The smallest and final pyramid to be discussed as part of our investigation of the great pyramids of Giza is the monument constructed by Pharaoh Menkaure (possibly known as Mycerinos to the Greeks).
Standing at a mere 213 feet tall, Menkaure’s pyramid seems insignificant when compared to its sister structures. However, the pyramid chambers within this smaller monument are much more complex than those found in Khafre’s pyramid and include a chamber of decorative panels, one of six large niches, and a burial chamber lined with massive granite blocks. A black stone sarcophagus, carved with beautiful niched panels, was discovered inside the burial chamber, but was later lost at sea as it was being transported to England.

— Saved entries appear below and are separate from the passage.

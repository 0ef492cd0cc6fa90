//! Device commands - identity and registration via the utility library

use anyhow::{Context, Result};
use cactus_bridge::{LibraryLoader, UtilityApi, UtilityProxy};
use cactus_config::Config;

/// Load the utility library and point it at the configured data directory
fn proxy(config: &Config) -> Result<UtilityProxy> {
    let mut loader = LibraryLoader::with_search_paths(config.search_paths().iter().cloned());
    let api = UtilityApi::load(&mut loader, config.utility_library(), config.release_symbol())
        .with_context(|| {
            format!("Failed to load utility library '{}'", config.utility_library())
        })?;

    let proxy = UtilityProxy::new(api);
    if let Some(dir) = config.data_directory() {
        proxy.set_data_directory(dir)?;
    }
    Ok(proxy)
}

pub fn device_id(config: &Config) -> Result<()> {
    let id = proxy(config)?
        .get_device_id()
        .context("No device id available")?;
    println!("{}", id);
    Ok(())
}

pub fn register(payload: &str, config: &Config) -> Result<()> {
    let result = proxy(config)?
        .register_app(payload)?
        .context("Registration returned no result")?;
    println!("{}", result);
    Ok(())
}
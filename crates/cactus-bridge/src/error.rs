//! Crate-level error type
//!
//! Component errors live next to their components (`MarshalError`,
//! `LoadError`, `LifecycleError`); `BridgeError` is what public operations
//! return.

use crate::lifecycle::LifecycleError;
use crate::loader::LoadError;
use crate::marshal::MarshalError;
use thiserror::Error;

#[derive(Debug, Error)]
pub enum BridgeError {
    /// An argument could not be converted for the native side
    #[error(transparent)]
    Marshal(#[from] MarshalError),

    /// A native library could not be loaded
    #[error(transparent)]
    Load(#[from] LoadError),

    /// A handle was used outside its lifecycle
    #[error(transparent)]
    Lifecycle(#[from] LifecycleError),

    /// `cactus_init` returned a null handle
    #[error("engine failed to create a model from '{model_path}' (context size {context_size})")]
    EngineInit {
        model_path: String,
        context_size: usize,
    },

    /// The engine's response text is not the expected JSON document
    #[error("invalid engine response: {0}")]
    Response(#[from] serde_json::Error),
}

impl BridgeError {
    /// Whether the caller supplied an argument the boundary cannot carry
    pub fn is_acquisition_failure(&self) -> bool {
        matches!(self, BridgeError::Marshal(_))
    }
}

pub type BridgeResult<T> = Result<T, BridgeError>;
#[cfg(test)]
mod tests {
    use super::*;
    use crate::sys::{CactusModel, TokenCallbackFn};
    use rstest::rstest;
    use std::ffi::{c_char, c_void};

    #[rstest]
    #[case(-3, 16, CompletionStatus::Failed { code: -3 })]
    #[case(0, 16, CompletionStatus::Failed { code: 0 })]
    #[case(1, 16, CompletionStatus::Complete { written: 1 })]
    #[case(16, 16, CompletionStatus::Complete { written: 16 })]
    #[case(17, 16, CompletionStatus::Truncated { written: 16, required: 17 })]
    #[case(10, 4, CompletionStatus::Truncated { written: 4, required: 10 })]
    fn test_status_from_code(
        #[case] code: c_int,
        #[case] capacity: usize,
        #[case] expected: CompletionStatus,
    ) {
        let status = CompletionStatus::from_code(code, capacity);
        assert_eq!(status, expected);
        assert_eq!(status.code(), code);
    }

    #[test]
    fn test_written_never_exceeds_capacity() {
        for capacity in 0..64 {
            for code in -2..128 {
                if let Some(written) = CompletionStatus::from_code(code, capacity).written() {
                    assert!(written <= capacity);
                }
            }
        }
    }

    #[test]
    fn test_request_builder() {
        let request = CompletionRequest::new("[]")
            .with_options("{}")
            .with_tools("[]");
        assert_eq!(request.options, Some("{}"));
        assert_eq!(request.tools, Some("[]"));
    }

    #[test]
    fn test_unknown_handle() {
        let table = HandleTable::new();
        assert_eq!(table.destroy(42), Err(LifecycleError::UnknownHandle(42)));
        assert_eq!(
            table.with_model(0, |_| ()),
            Err(LifecycleError::UnknownHandle(0))
        );
        assert_eq!(table.state(1), None);
        assert_eq!(table.live(), 0);
    }

    unsafe extern "C" fn stub_init(_path: *const c_char, _context_size: usize) -> CactusModel {
        std::ptr::NonNull::<u8>::dangling().as_ptr().cast()
    }

    #[allow(clippy::too_many_arguments)]
    unsafe extern "C" fn stub_complete(
        _model: CactusModel,
        _messages: *const c_char,
        _buffer: *mut c_char,
        _buffer_size: usize,
        _options: *const c_char,
        _tools: *const c_char,
        _callback: Option<TokenCallbackFn>,
        _user_data: *mut c_void,
    ) -> c_int {
        0
    }

    unsafe extern "C" fn stub_destroy(_model: CactusModel) {}

    #[test]
    fn test_destroyed_ids_free_their_slots() {
        let api = unsafe { EngineApi::from_raw_parts(stub_init, stub_complete, stub_destroy) };
        let table = HandleTable::new();

        for _ in 0..1000 {
            let id = table.insert(Model::create(&api, "model.bin", 64).unwrap());
            table.destroy(id).unwrap();
        }

        assert_eq!(table.lock().slots.len(), 0);
        assert_eq!(table.live(), 0);
        // earlier ids still read as destroyed, not unknown
        assert_eq!(table.state(1), Some(HandleState::Destroyed));
        assert_eq!(table.destroy(500), Err(LifecycleError::Destroyed(500)));
        assert_eq!(table.state(1001), None);
        assert_eq!(table.destroy(1001), Err(LifecycleError::UnknownHandle(1001)));

        let id = table.insert(Model::create(&api, "model.bin", 64).unwrap());
        assert_eq!(id, 1001);
        assert_eq!(table.live(), 1);
        table.destroy(id).unwrap();
    }
}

The Pharaoh Menkaure died unexpectedly during the construction of the pyramid and its complex, and therefore work was abandoned. However, remains of mud brick found on the pyramid reveal that at some point after Menkaure’s death, the complex was completed, though not as Menkaure originally intended. The most plausible theory in regards to the completion of the complex is that Menkaure’s heir, Shepseskaf, returned to the site and completed the work using mud brick.
Although his pyramid and complex were not fully completed as planned, many statues of the pharaoh were found in Menkaure’s mortuary and valley temples.One example of this statuary (and one of my favorite pieces of statuary in Egyptian history) consists of a beautiful diad* depicting the king and his primary queen Khamerernebty II which now resides at the Museum of Fine Arts, Boston.This exquisite statue was accompanied by a number of triads depicting the king with various deities which would have originally been set up surrounding the open court of the valley temple.This temple was still an active cult location late into the Old Kingdom, but was entirely reconstructed at the end of the 6th dynasty after it was heavily damaged by a flood.
Although Menkaure’s pyramid was not the largest and his complex not the most impressive of the three, when modern man calls to mind an image of the Giza Plateau, we see the points of all three pyramids standing against the blue Egyptian sky. The third pyramid and complex seem to somehow complete the whole.
Perhaps it’s as the wise man said in Schoolhouse Rock:
“Three is a magic number. Yes it is; it’s a magic number. Somewhere in the ancient, mystic trinity, you get three as a magic number.”
Mark Lehner, The Complete Pyramids (Thames and Hudson, 2008).
David O’Connor, Abydos: Egypt’s First Pharaohs and the Cult of Osiris (Thames and Hudson, 2011).